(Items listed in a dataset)
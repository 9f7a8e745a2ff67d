//! UTF-8 marshaling between host strings and guest linear memory.

use crate::error::{BoundaryError, Result};
use crate::view::range;

/// Guest-side allocator and memory as seen from a host call.
///
/// `memory` must return the current buffer on every call: `malloc` and
/// `realloc` run guest code, which may grow it.
pub trait GuestHeap {
    fn malloc(&mut self, size: u32, align: u32) -> Result<u32>;
    fn realloc(&mut self, ptr: u32, old_size: u32, new_size: u32, align: u32) -> Result<u32>;
    fn memory(&mut self) -> &mut [u8];
}

/// `(ptr, len)` pair naming bytes the guest now owns.
#[derive(Debug, Clone, Copy, PartialEq, Eq, Default)]
pub struct GuestSlice {
    pub ptr: u32,
    pub len: u32,
}

/// Copy `value` into freshly allocated guest memory.
///
/// The first allocation is sized by char count, which is exact for ASCII.
/// The ASCII prefix is copied byte by byte; at the first wider char the block
/// is reallocated to the full UTF-8 length and the rest is copied in one go.
pub fn encode_str(heap: &mut dyn GuestHeap, value: &str) -> Result<GuestSlice> {
    if value.is_empty() {
        return Ok(GuestSlice::default());
    }
    let chars = value.chars().count();
    let char_len = u32::try_from(chars).map_err(|_| BoundaryError::Overflow("string length"))?;
    let byte_len =
        u32::try_from(value.len()).map_err(|_| BoundaryError::Overflow("string length"))?;

    let mut ptr = heap.malloc(char_len, 1)?;
    let bytes = value.as_bytes();
    let ascii = bytes.iter().take_while(|byte| byte.is_ascii()).count();
    {
        let target = guest_range(heap.memory(), ptr, ascii as u32)?;
        target.copy_from_slice(&bytes[..ascii]);
    }

    if ascii < bytes.len() {
        ptr = heap.realloc(ptr, char_len, byte_len, 1)?;
        let rest = &bytes[ascii..];
        let tail = ptr
            .checked_add(ascii as u32)
            .ok_or(BoundaryError::Overflow("guest pointer"))?;
        let target = guest_range(heap.memory(), tail, rest.len() as u32)?;
        target.copy_from_slice(rest);
    }

    Ok(GuestSlice { ptr, len: byte_len })
}

fn guest_range(memory: &mut [u8], ptr: u32, len: u32) -> Result<&mut [u8]> {
    let range = range(memory.len(), ptr, len)?;
    Ok(&mut memory[range])
}

/// Strict UTF-8 reader for guest byte ranges.
///
/// Keeps a running total of decoded bytes. With a reset threshold configured,
/// crossing it discards the decoder state and restarts the count at the
/// length of the current read.
#[derive(Debug, Default)]
pub struct Utf8Decoder {
    decoded: u64,
    reset_after: Option<u64>,
    resets: u64,
}

impl Utf8Decoder {
    pub fn new(reset_after: Option<u64>) -> Self {
        Self {
            decoded: 0,
            reset_after,
            resets: 0,
        }
    }

    pub fn decode<'m>(&mut self, memory: &'m [u8], ptr: u32, len: u32) -> Result<&'m str> {
        let range = range(memory.len(), ptr, len)?;
        self.account(len);
        std::str::from_utf8(&memory[range]).map_err(|err| BoundaryError::InvalidUtf8 {
            valid_up_to: err.valid_up_to(),
        })
    }

    fn account(&mut self, len: u32) {
        self.decoded = self.decoded.saturating_add(u64::from(len));
        if let Some(limit) = self.reset_after {
            if self.decoded >= limit {
                self.resets += 1;
                self.decoded = u64::from(len);
                tracing::debug!(resets = self.resets, "utf-8 decoder reset");
            }
        }
    }

    pub fn decoded_bytes(&self) -> u64 {
        self.decoded
    }

    pub fn resets(&self) -> u64 {
        self.resets
    }
}

#[cfg(test)]
mod tests {
    use super::*;

    /// Bump allocator over a `Vec`, growing the "linear memory" on demand.
    struct VecHeap {
        memory: Vec<u8>,
        top: u32,
        reallocs: usize,
    }

    impl VecHeap {
        fn new() -> Self {
            Self {
                memory: vec![0; 8],
                top: 8,
                reallocs: 0,
            }
        }
    }

    impl GuestHeap for VecHeap {
        fn malloc(&mut self, size: u32, _align: u32) -> Result<u32> {
            let ptr = self.top;
            self.top += size;
            if self.memory.len() < self.top as usize {
                self.memory.resize(self.top as usize * 2, 0);
            }
            Ok(ptr)
        }

        fn realloc(&mut self, ptr: u32, old_size: u32, new_size: u32, align: u32) -> Result<u32> {
            self.reallocs += 1;
            let new_ptr = self.malloc(new_size, align)?;
            let keep = old_size.min(new_size) as usize;
            self.memory
                .copy_within(ptr as usize..ptr as usize + keep, new_ptr as usize);
            Ok(new_ptr)
        }

        fn memory(&mut self) -> &mut [u8] {
            &mut self.memory
        }
    }

    fn round_trip(value: &str) -> String {
        let mut heap = VecHeap::new();
        let slice = encode_str(&mut heap, value).unwrap();
        let mut decoder = Utf8Decoder::default();
        decoder
            .decode(&heap.memory, slice.ptr, slice.len)
            .unwrap()
            .to_string()
    }

    #[test]
    fn ascii_round_trips_without_realloc() {
        let mut heap = VecHeap::new();
        let slice = encode_str(&mut heap, "hello bridge").unwrap();
        assert_eq!(slice.len, 12);
        assert_eq!(heap.reallocs, 0);
        assert_eq!(round_trip("hello bridge"), "hello bridge");
    }

    #[test]
    fn multibyte_text_round_trips() {
        for text in ["héllo", "日本語のテキスト", "mixed ascii then ümlaut", "🦀 crab", "ß"] {
            assert_eq!(round_trip(text), text);
        }
    }

    #[test]
    fn non_ascii_triggers_one_realloc_to_exact_length() {
        let mut heap = VecHeap::new();
        let slice = encode_str(&mut heap, "ab€").unwrap();
        assert_eq!(heap.reallocs, 1);
        assert_eq!(slice.len, 5);
        assert_eq!(&heap.memory[slice.ptr as usize..][..5], "ab€".as_bytes());
    }

    /// Reallocates to a pointer at the very top of the address space.
    struct HighRealloc(VecHeap);

    impl GuestHeap for HighRealloc {
        fn malloc(&mut self, size: u32, align: u32) -> Result<u32> {
            self.0.malloc(size, align)
        }

        fn realloc(&mut self, _ptr: u32, _old: u32, _new: u32, _align: u32) -> Result<u32> {
            Ok(u32::MAX - 1)
        }

        fn memory(&mut self) -> &mut [u8] {
            self.0.memory()
        }
    }

    #[test]
    fn realloc_near_address_limit_overflows() {
        let mut heap = HighRealloc(VecHeap::new());
        assert_eq!(
            encode_str(&mut heap, "abc€"),
            Err(BoundaryError::Overflow("guest pointer"))
        );
    }

    #[test]
    fn empty_string_allocates_nothing() {
        let mut heap = VecHeap::new();
        assert_eq!(encode_str(&mut heap, "").unwrap(), GuestSlice::default());
        assert_eq!(heap.top, 8);
    }

    #[test]
    fn invalid_utf8_fails_instead_of_replacing() {
        let memory = [b'o', b'k', 0xff, 0xfe];
        let mut decoder = Utf8Decoder::default();
        assert_eq!(
            decoder.decode(&memory, 0, 4),
            Err(BoundaryError::InvalidUtf8 { valid_up_to: 2 })
        );
        assert_eq!(decoder.decode(&memory, 0, 2), Ok("ok"));
    }

    #[test]
    fn truncated_sequence_fails() {
        let euro = "€".as_bytes();
        let mut decoder = Utf8Decoder::default();
        assert!(decoder.decode(euro, 0, 2).is_err());
    }

    #[test]
    fn decode_rejects_out_of_range() {
        let mut decoder = Utf8Decoder::default();
        assert!(matches!(
            decoder.decode(b"abc", 2, 5),
            Err(BoundaryError::OutOfBounds { .. })
        ));
    }

    #[test]
    fn decoder_resets_after_threshold() {
        let memory = [b'x'; 10];
        let mut decoder = Utf8Decoder::new(Some(16));
        decoder.decode(&memory, 0, 10).unwrap();
        assert_eq!(decoder.resets(), 0);
        decoder.decode(&memory, 0, 8).unwrap();
        assert_eq!(decoder.resets(), 1);
        assert_eq!(decoder.decoded_bytes(), 8);
    }

    #[test]
    fn decoder_without_threshold_only_counts() {
        let memory = [b'x'; 4];
        let mut decoder = Utf8Decoder::new(None);
        for _ in 0..3 {
            decoder.decode(&memory, 0, 4).unwrap();
        }
        assert_eq!(decoder.decoded_bytes(), 12);
        assert_eq!(decoder.resets(), 0);
    }
}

Problem statement: The word to look for is "first"; copy out every line of the entries that holds it.

Response to this task:
/// The first allocation is sized by char count, which is exact for ASCII.
/// The ASCII prefix is copied byte by byte; at the first wider char the block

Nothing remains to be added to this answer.